Student civics scores drop amid teaching crisis, underfunding of the education system, and broader deprioritisation of the humanities
Social Education Victoria’s response to Civics and Citizenship sample assessment results released by ACARA
20 February 2025
Earlier this month ACARA released a report that shows dropping Civics and Citizenship achievement against pre-pandemic levels, and indicates that 70% of Year 10 students are not meeting the expected level of Civics Knowledge for their year level.
There are parts of this story that are specific to Civics and Citizenship, and some that are shared across the humanities. First and foremost, this is a story about the predictable results of an ongoing teaching crisis, a drastically underfunded education system, and cohorts of students and teachers who have suffered through a global pandemic.
Education in the humanities is by turns ignored or used as a political football, frequently switching between these states at breakneck speed. We, as humanities educators, need to constantly defend ourselves against shortsighted accusations of irrelevancy, and advocate so hard within our schools to just get these subjects taught, whether mandated or not, in any form.

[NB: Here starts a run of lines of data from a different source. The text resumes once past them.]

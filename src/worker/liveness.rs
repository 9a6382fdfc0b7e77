/// Where a worker stands with its broker, judged from message cadence alone.
#[derive(Clone, Copy, Debug, PartialEq, Eq)]
pub enum LinkState {
    /// Connected and heard from within the last interval.
    Live,
    /// Connected, but at least one interval passed in silence.
    Degraded,
    /// Silence ran out; the connection is being reopened.
    Reconnecting,
    /// Reconnect attempts are exhausted.
    Terminated,
}

/// What to do after an interval passed in silence.
#[derive(Clone, Copy, Debug, PartialEq, Eq)]
pub enum Verdict {
    Wait,
    Reconnect,
    Terminate,
}

/// The worker's side of heartbeating. `liveness` counts the silent
/// intervals still tolerated; `retries_left` counts the reconnects still
/// allowed. Any receipt refills both.
#[derive(Clone, Debug)]
pub struct Liveness {
    max_liveness: u32,
    max_retries: u32,
    liveness: u32,
    retries_left: u32,
    state: LinkState,
}

impl Liveness {
    pub fn new(max_liveness: u32, max_retries: u32) -> Self {
        let max_liveness = max_liveness.max(1);
        Liveness {
            max_liveness,
            max_retries,
            liveness: max_liveness,
            retries_left: max_retries,
            state: LinkState::Live,
        }
    }

    pub fn state(&self) -> LinkState {
        self.state
    }

    pub fn liveness(&self) -> u32 {
        self.liveness
    }

    pub fn retries_left(&self) -> u32 {
        self.retries_left
    }

    pub fn max_retries(&self) -> u32 {
        self.max_retries
    }

    pub fn on_job(&mut self) {
        self.on_heartbeat();
    }

    pub fn on_heartbeat(&mut self) {
        self.liveness = self.max_liveness;
        self.state = LinkState::Live;
        self.forgive();
    }

    /// A message that proves the link works without counting as a
    /// heartbeat.
    pub fn on_other(&mut self) {
        self.forgive();
    }

    fn forgive(&mut self) {
        if self.retries_left < self.max_retries {
            self.retries_left = self.max_retries;
        }
    }

    pub fn on_silence(&mut self) -> Verdict {
        if self.state == LinkState::Terminated {
            return Verdict::Terminate;
        }
        self.liveness = self.liveness.saturating_sub(1);
        if self.liveness > 0 {
            self.state = LinkState::Degraded;
            return Verdict::Wait;
        }
        if self.retries_left == 0 {
            self.state = LinkState::Terminated;
            return Verdict::Terminate;
        }
        self.retries_left -= 1;
        self.state = LinkState::Reconnecting;
        Verdict::Reconnect
    }

    /// The connection was reopened and READY sent again.
    pub fn on_reconnected(&mut self) {
        self.liveness = self.max_liveness;
        self.state = LinkState::Live;
    }
}
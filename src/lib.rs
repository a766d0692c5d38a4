//! finstream - Streaming Market Analytics
//!
//! Single-binary pipeline from exchange stream to subscriber push:
//!
//! - **Ingest**: WebSocket connection to Binance, frame decoding into
//!   normalized ticks
//! - **Bus**: pub/sub fan-out of ticks by channel name
//! - **Windows**: bounded per-symbol sliding windows of recent ticks
//! - **Analytics**: the ABC pipeline (ARIMA trend + CUSUM, Bayesian
//!   posterior, Monte Carlo forecast) on a fixed cadence
//! - **Broadcast**: latest snapshot per symbol pushed to WebSocket
//!   subscribers

use std::sync::atomic::AtomicBool;
use std::sync::Arc;

pub mod analytics;
pub mod broadcast;
pub mod bus;
pub mod config;
pub mod error;
pub mod metrics;
pub mod model;
pub mod parser;
pub mod store;
pub mod websocket;
pub mod window;

pub use analytics::{
    AbcAnalyzer, AnalysisService, ArimaForecaster, BayesianAnalyzer, MonteCarloSimulator,
};
pub use broadcast::SessionRegistry;
pub use bus::{InMemoryTickBus, TickBus, MARKET_STREAM_CHANNEL};
pub use config::Config;
pub use error::{FeedError, Result};
pub use model::{MarketRegime, MarketSnapshot, Tick};
pub use store::{MemorySnapshotStore, SnapshotStore, SqliteSnapshotStore};
pub use websocket::BinanceFeed;
pub use window::WindowStore;

/// Application state shared across server handlers
pub struct AppState {
    pub registry: Arc<SessionRegistry>,
    pub store: Arc<dyn SnapshotStore>,
    pub config: Arc<Config>,
    pub ingest_active: Arc<AtomicBool>,
}
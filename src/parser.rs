//! Binance stream frame decoding
//!
//! Inbound frames are either a combined-stream envelope
//! `{"stream":"btcusdt@ticker","data":{...}}` or a bare event object. The
//! event discriminator is the `"e"` field; supported kinds are `24hrTicker`,
//! `trade` and `kline`. Numeric fields arrive as JSON strings.

use chrono::{DateTime, Utc};
use rust_decimal::Decimal;
use serde::Deserialize;
use serde_json::Value;
use std::str::FromStr;

use crate::error::{FeedError, Result};
use crate::model::Tick;

const EXCHANGE: &str = "BINANCE";

/// 24hr rolling-window ticker event
#[derive(Debug, Deserialize)]
struct TickerEvent {
    #[serde(rename = "s")]
    symbol: String,
    #[serde(rename = "c")]
    last_price: String,
    #[serde(rename = "v")]
    volume: String,
    #[serde(rename = "o")]
    open: String,
    #[serde(rename = "h")]
    high: String,
    #[serde(rename = "l")]
    low: String,
    #[serde(rename = "E")]
    event_time: i64,
}

/// Individual trade event
#[derive(Debug, Deserialize)]
struct TradeEvent {
    #[serde(rename = "s")]
    symbol: String,
    #[serde(rename = "p")]
    price: String,
    #[serde(rename = "q")]
    quantity: String,
    #[serde(rename = "T")]
    trade_time: i64,
}

/// Candlestick event; the payload of interest sits under `k`
#[derive(Debug, Deserialize)]
struct KlineEvent {
    #[serde(rename = "s")]
    symbol: String,
    #[serde(rename = "k")]
    kline: KlinePayload,
}

#[derive(Debug, Deserialize)]
struct KlinePayload {
    #[serde(rename = "c")]
    close: String,
    #[serde(rename = "o")]
    open: String,
    #[serde(rename = "h")]
    high: String,
    #[serde(rename = "l")]
    low: String,
    #[serde(rename = "v")]
    volume: String,
    #[serde(rename = "T")]
    close_time: i64,
}

/// Decode one inbound frame into a normalized tick.
///
/// Returns `Ok(None)` for frames that are valid JSON but not tick events
/// (subscription acks, unsupported event kinds).
pub fn parse_frame(payload: &str) -> Result<Option<Tick>> {
    let root: Value = serde_json::from_str(payload)?;

    // Combined-stream envelope vs direct event
    let event = match (root.get("stream"), root.get("data")) {
        (Some(_), Some(data)) => data,
        _ => &root,
    };

    let kind = match event.get("e").and_then(Value::as_str) {
        Some(kind) => kind,
        None => return Ok(None),
    };

    match kind {
        "24hrTicker" => {
            let ticker: TickerEvent = serde_json::from_value(event.clone())?;
            decode_ticker(ticker).map(Some)
        }
        "trade" => {
            let trade: TradeEvent = serde_json::from_value(event.clone())?;
            decode_trade(trade).map(Some)
        }
        "kline" => {
            let kline: KlineEvent = serde_json::from_value(event.clone())?;
            decode_kline(kline).map(Some)
        }
        _ => Ok(None),
    }
}

fn decode_ticker(event: TickerEvent) -> Result<Tick> {
    Ok(Tick {
        symbol: clean_symbol(&event.symbol),
        price: parse_decimal(&event.last_price)?,
        volume: parse_volume(&event.volume)?,
        timestamp: epoch_millis(event.event_time),
        exchange: EXCHANGE.to_string(),
        bid: None,
        ask: None,
        open: Some(parse_decimal(&event.open)?),
        high: Some(parse_decimal(&event.high)?),
        low: Some(parse_decimal(&event.low)?),
    })
}

fn decode_trade(event: TradeEvent) -> Result<Tick> {
    Ok(Tick {
        symbol: clean_symbol(&event.symbol),
        price: parse_decimal(&event.price)?,
        volume: parse_volume(&event.quantity)?,
        timestamp: epoch_millis(event.trade_time),
        exchange: EXCHANGE.to_string(),
        bid: None,
        ask: None,
        open: None,
        high: None,
        low: None,
    })
}

fn decode_kline(event: KlineEvent) -> Result<Tick> {
    let k = event.kline;
    Ok(Tick {
        symbol: clean_symbol(&event.symbol),
        price: parse_decimal(&k.close)?,
        volume: parse_volume(&k.volume)?,
        timestamp: epoch_millis(k.close_time),
        exchange: EXCHANGE.to_string(),
        bid: None,
        ask: None,
        open: Some(parse_decimal(&k.open)?),
        high: Some(parse_decimal(&k.high)?),
        low: Some(parse_decimal(&k.low)?),
    })
}

/// Map an exchange pair to the canonical symbol: `BTCUSDT` -> `BTC`
pub fn clean_symbol(symbol: &str) -> String {
    for suffix in ["USDT", "BUSD"] {
        if let Some(base) = symbol.strip_suffix(suffix) {
            return base.to_string();
        }
    }
    symbol.to_string()
}

fn parse_decimal(raw: &str) -> Result<Decimal> {
    Decimal::from_str(raw).map_err(|e| FeedError::Decode(format!("bad decimal {raw:?}: {e}")))
}

fn parse_volume(raw: &str) -> Result<u64> {
    use rust_decimal::prelude::ToPrimitive;
    let value = parse_decimal(raw)?;
    Ok(value.trunc().to_u64().unwrap_or_default())
}

fn epoch_millis(millis: i64) -> DateTime<Utc> {
    DateTime::from_timestamp_millis(millis).unwrap_or_else(Utc::now)
}
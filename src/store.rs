//! Snapshot persistence
//!
//! Latest snapshot per symbol behind a narrow async interface. Values are
//! stored as the wire-format JSON under `latest_snapshot:<symbol>`, so a
//! read always round-trips through the serialized contract. Both adapters
//! are callable from the non-blocking broadcast loop.

use async_trait::async_trait;
use rusqlite::Connection;
use std::collections::HashMap;
use std::path::Path;
use tokio::sync::{Mutex, RwLock};
use tracing::{debug, info, warn};

use crate::error::{FeedError, Result};
use crate::model::MarketSnapshot;

const KEY_PREFIX: &str = "latest_snapshot:";

fn snapshot_key(symbol: &str) -> String {
    format!("{KEY_PREFIX}{symbol}")
}

/// Key-value repository of the latest snapshot per symbol
#[async_trait]
pub trait SnapshotStore: Send + Sync {
    async fn save(&self, snapshot: &MarketSnapshot) -> Result<()>;
    async fn find_latest(&self, symbol: &str) -> Result<Option<MarketSnapshot>>;
    async fn delete(&self, symbol: &str) -> Result<()>;

    /// Latest snapshot already serialized for the wire, if present
    async fn find_latest_json(&self, symbol: &str) -> Result<Option<String>>;
}

/// In-process store over a concurrent map of JSON values
pub struct MemorySnapshotStore {
    entries: RwLock<HashMap<String, String>>,
}

impl MemorySnapshotStore {
    pub fn new() -> Self {
        Self {
            entries: RwLock::new(HashMap::new()),
        }
    }
}

impl Default for MemorySnapshotStore {
    fn default() -> Self {
        Self::new()
    }
}

#[async_trait]
impl SnapshotStore for MemorySnapshotStore {
    async fn save(&self, snapshot: &MarketSnapshot) -> Result<()> {
        if snapshot.symbol.is_empty() {
            warn!("cannot save snapshot without symbol");
            return Ok(());
        }

        let json = serde_json::to_string(snapshot)?;
        self.entries
            .write()
            .await
            .insert(snapshot_key(&snapshot.symbol), json);
        debug!(symbol = %snapshot.symbol, "snapshot saved");
        Ok(())
    }

    async fn find_latest(&self, symbol: &str) -> Result<Option<MarketSnapshot>> {
        match self.find_latest_json(symbol).await? {
            Some(json) => Ok(Some(serde_json::from_str(&json)?)),
            None => Ok(None),
        }
    }

    async fn delete(&self, symbol: &str) -> Result<()> {
        self.entries.write().await.remove(&snapshot_key(symbol));
        debug!(symbol, "snapshot deleted");
        Ok(())
    }

    async fn find_latest_json(&self, symbol: &str) -> Result<Option<String>> {
        Ok(self.entries.read().await.get(&snapshot_key(symbol)).cloned())
    }
}

/// Durable store on SQLite, WAL mode for concurrent readers
pub struct SqliteSnapshotStore {
    conn: Mutex<Connection>,
}

impl SqliteSnapshotStore {
    pub async fn open(db_path: &str) -> Result<Self> {
        if let Some(parent) = Path::new(db_path).parent() {
            tokio::fs::create_dir_all(parent)
                .await
                .map_err(|e| FeedError::Storage(e.to_string()))?;
        }

        let conn = Connection::open(db_path)?;
        conn.pragma_update(None, "journal_mode", "WAL")?;
        conn.pragma_update(None, "synchronous", "NORMAL")?;

        conn.execute_batch(
            r#"
            CREATE TABLE IF NOT EXISTS snapshots (
                key TEXT PRIMARY KEY,
                value TEXT NOT NULL,
                updated_at TEXT NOT NULL
            );
            "#,
        )?;

        info!(path = %db_path, "snapshot database initialized");

        Ok(Self {
            conn: Mutex::new(conn),
        })
    }
}

#[async_trait]
impl SnapshotStore for SqliteSnapshotStore {
    async fn save(&self, snapshot: &MarketSnapshot) -> Result<()> {
        if snapshot.symbol.is_empty() {
            warn!("cannot save snapshot without symbol");
            return Ok(());
        }

        let json = serde_json::to_string(snapshot)?;
        let conn = self.conn.lock().await;
        conn.execute(
            r#"
            INSERT OR REPLACE INTO snapshots (key, value, updated_at)
            VALUES (?1, ?2, ?3)
            "#,
            rusqlite::params![
                snapshot_key(&snapshot.symbol),
                json,
                snapshot.timestamp.to_rfc3339(),
            ],
        )?;

        debug!(symbol = %snapshot.symbol, "snapshot saved");
        Ok(())
    }

    async fn find_latest(&self, symbol: &str) -> Result<Option<MarketSnapshot>> {
        match self.find_latest_json(symbol).await? {
            Some(json) => Ok(Some(serde_json::from_str(&json)?)),
            None => Ok(None),
        }
    }

    async fn delete(&self, symbol: &str) -> Result<()> {
        let conn = self.conn.lock().await;
        conn.execute(
            "DELETE FROM snapshots WHERE key = ?1",
            [snapshot_key(symbol)],
        )?;
        debug!(symbol, "snapshot deleted");
        Ok(())
    }

    async fn find_latest_json(&self, symbol: &str) -> Result<Option<String>> {
        let conn = self.conn.lock().await;
        let mut stmt = conn.prepare("SELECT value FROM snapshots WHERE key = ?1")?;
        let mut rows = stmt.query([snapshot_key(symbol)])?;

        match rows.next()? {
            Some(row) => Ok(Some(row.get(0)?)),
            None => Ok(None),
        }
    }
}
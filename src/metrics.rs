//! Prometheus collectors for the pipeline stages.

use once_cell::sync::Lazy;
use prometheus::{register_int_counter, register_int_gauge, IntCounter, IntGauge};

pub static TICKS_INGESTED: Lazy<IntCounter> = Lazy::new(|| {
    register_int_counter!(
        "finstream_ticks_ingested_total",
        "Ticks decoded from the exchange stream"
    )
    .unwrap()
});

pub static TICKS_PUBLISHED: Lazy<IntCounter> = Lazy::new(|| {
    register_int_counter!(
        "finstream_ticks_published_total",
        "Ticks published to the internal bus"
    )
    .unwrap()
});

pub static TICKS_RECORDED: Lazy<IntCounter> = Lazy::new(|| {
    register_int_counter!(
        "finstream_ticks_recorded_total",
        "Ticks appended to sliding windows"
    )
    .unwrap()
});

pub static SNAPSHOTS_GENERATED: Lazy<IntCounter> = Lazy::new(|| {
    register_int_counter!(
        "finstream_snapshots_generated_total",
        "Market snapshots generated by the analytics scheduler"
    )
    .unwrap()
});

pub static FRAMES_BROADCAST: Lazy<IntCounter> = Lazy::new(|| {
    register_int_counter!(
        "finstream_frames_broadcast_total",
        "Snapshot frames pushed to WebSocket sessions"
    )
    .unwrap()
});

pub static ACTIVE_SESSIONS: Lazy<IntGauge> = Lazy::new(|| {
    register_int_gauge!(
        "finstream_active_sessions",
        "Currently connected WebSocket sessions"
    )
    .unwrap()
});
//! Trend estimation and point forecasting
//!
//! Both paths run Holt's double exponential smoothing. The forecaster keeps
//! the `ARIMA(1,1,1)` model-order label in its output: the label is part of
//! the wire contract even though the fitted model is Holt smoothing.

use rust_decimal::prelude::FromPrimitive;
use rust_decimal::{Decimal, RoundingStrategy};

use super::stats;
use crate::model::{scaled, ArimaForecast, SCALE};

/// Level smoothing factor
pub(crate) const SMOOTHING_ALPHA: f64 = 0.3;
/// Trend smoothing factor
pub(crate) const SMOOTHING_BETA: f64 = 0.1;

const CONFIDENCE_Z95: f64 = 1.96;
const MODEL_PARAMETERS: usize = 3;
const MIN_FORECAST_PRICES: usize = 10;

/// Final (level, trend) of Holt smoothing over the series.
///
/// The trend is seeded with the end-to-end slope and refined against each
/// successive observation.
pub(crate) fn holt_smooth(prices: &[f64]) -> (f64, f64) {
    if prices.len() < 2 {
        return (prices.first().copied().unwrap_or(0.0), 0.0);
    }

    let mut level = prices[0];
    let mut trend = (prices[prices.len() - 1] - prices[0]) / prices.len() as f64;

    for &price in &prices[1..] {
        let prev_level = level;
        level = SMOOTHING_ALPHA * price + (1.0 - SMOOTHING_ALPHA) * (level + trend);
        trend = SMOOTHING_BETA * (level - prev_level) + (1.0 - SMOOTHING_BETA) * trend;
    }

    (level, trend)
}

/// Point forecaster for the legacy `arimaForecast` snapshot section
#[derive(Debug, Clone)]
pub struct ArimaForecaster {
    horizon: usize,
}

impl ArimaForecaster {
    pub fn new(horizon: usize) -> Self {
        Self { horizon }
    }

    /// Forecast `horizon` periods ahead with a 95% confidence band.
    ///
    /// Below ten observations a zeroed forecast with model order
    /// `ARIMA(0,0,0)` is returned.
    pub fn forecast(&self, prices: &[f64]) -> ArimaForecast {
        if prices.len() < MIN_FORECAST_PRICES {
            return Self::default_forecast(self.horizon);
        }

        let (level, trend) = holt_smooth(prices);
        let std_error = stats::std_dev(prices);

        let mut predictions = Vec::with_capacity(self.horizon);
        let mut lower = Vec::with_capacity(self.horizon);
        let mut upper = Vec::with_capacity(self.horizon);

        for h in 1..=self.horizon {
            let forecast = level + h as f64 * trend;
            let margin = CONFIDENCE_Z95 * std_error * (h as f64).sqrt();
            predictions.push(scaled(forecast, SCALE));
            lower.push(scaled(forecast - margin, SCALE));
            upper.push(scaled(forecast + margin, SCALE));
        }

        let aic = calculate_aic(prices, MODEL_PARAMETERS);

        ArimaForecast {
            predictions,
            confidence_interval_lower: lower,
            confidence_interval_upper: upper,
            horizon: self.horizon,
            model_order: "ARIMA(1,1,1)".to_string(),
            aic: Decimal::from_f64(aic)
                .map(|d| d.round_dp_with_strategy(SCALE, RoundingStrategy::MidpointAwayFromZero))
                .unwrap_or(Decimal::MAX),
        }
    }

    fn default_forecast(horizon: usize) -> ArimaForecast {
        let zeros = vec![Decimal::ZERO; horizon];
        ArimaForecast {
            predictions: zeros.clone(),
            confidence_interval_lower: zeros.clone(),
            confidence_interval_upper: zeros,
            horizon,
            model_order: "ARIMA(0,0,0)".to_string(),
            aic: Decimal::ZERO,
        }
    }
}

/// Akaike information criterion over the fitted series
fn calculate_aic(prices: &[f64], parameters: usize) -> f64 {
    let variance = stats::variance(prices);
    let n = prices.len();

    if variance <= 0.0 || n <= parameters {
        return f64::MAX;
    }

    n as f64 * variance.ln() + 2.0 * parameters as f64
}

When a report like ACARA’s is released in such a context, our humanities teachers are caught in the crossfire of blame games and panic-inducing headlines.
It might surprise people outside of the education sector to learn that there are no ongoing government-funded Civics and Citizenship professional learning programs in Victoria. This leaves organisations like Social Education Victoria, a small non-profit professional association for teachers, to cross-subsidise Civics and Citizenship professional learning offerings as a service to our community using returns from other areas of our work. Many of our professional learning experiences in Civics and Citizenship are developed and hosted by teachers who have invested their unpaid overtime to build expertise. We salute those teachers who are doing an amazing job.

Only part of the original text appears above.